Appendix: Interview topic guide
Substance misuse screening in primary care is a new, unique and important service in Abu Dhabi healthcare. The aim of these interviews is to explore experiences of primary care physicians in Abu Dhabi who were trained on the SBIRT model and have used these skills to screen patients for risk of substance misuse. Findings from these interviews will help to determine whether substance misuse screening service should be introduced in other primary care clinics in Abu Dhabi.
Each interview will last ~20–30 min.
Experience
First of all, I would like to talk to you about the SBIRT training:
∙ What skills did you learn?
∙ Was training enough to learn how to screen patients and give brief intervention if needed?
∙ How have your skills changed over time?
∙ How often will you screen patients in the future?
∙ If so, will you screen every patient?
∙ Was it difficult to explain the reason for screening to patients?
∙ Were all patients willing to be screened?
∙ How do you think patients experienced this?
Attitudes
Has the use of SBIRT influenced your attitudes towards substance misuse problems?

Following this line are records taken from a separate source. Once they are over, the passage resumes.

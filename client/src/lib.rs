//! # Ordo Client
//! Keeps an ordered local mirror of a remote collection in sync by applying
//! incremental child events, and notifies listeners with index-level changes.
//!
//! ```text
//!  OrderedSource ──ChildEvent──▶ SyncArray ──ChangeEvent──▶ listeners
//!                ──ValueEvent──▶     │
//!                                    └──ChangeEvent──▶ ParsedArray ──▶ listeners
//! ```

#![deny(trivial_numeric_casts, unstable_features, unused_import_braces)]

pub use ordo_shared::{
    Cancellation, ChangeEvent, ChangeEventListener, ChangeKind, ChildEvent, ChildEventListener,
    DataSnapshot, OrderedSource, ParseError, ReadOnlyList, RemoteError, Snapshot,
    SubscriptionEvent, SubscriptionEventListener, SyncError, ValueEvent, ValueEventListener,
};

mod config;
mod parsed_array;
mod parser;
mod sync_array;

pub use config::SyncArrayConfig;
pub use parsed_array::ParsedArray;
pub use parser::{SnapshotParser, ValueParser};
pub use sync_array::{apply_child_event, SyncArray};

∙ Have your views towards treating patients who are at risk of developing substance use disorders changed since using the SBIRT?
∙ Have your views towards treating patients who have already developed substance use disorders changed since using the SBIRT?
Practical delivery
∙ Can you see substance misuse screening work in your practice as part of routine?
Who do you think should deliver the service? Should more than one person be involved?
(Could be two or three: one to give out information/one for screening/one delivers brief intervention.)
∙ Would you need extra resources for this to be routinely delivered?
∙ If physicians are not willing to participate themselves, should/could they refer patients elsewhere?
∙ What barriers did you encounter in the process?
∙ What facilitators did you encounter in the process/what factors made it easier for you use SBIRT?
∙ How do you think the service should be monitored/evaluated for continuous improvement?
Other
∙ Do you have any other views or thoughts about how SBIRT can or should be taken forward in the UAE?
∙ Any other comments generally?
Thank you for your time – it is much appreciated.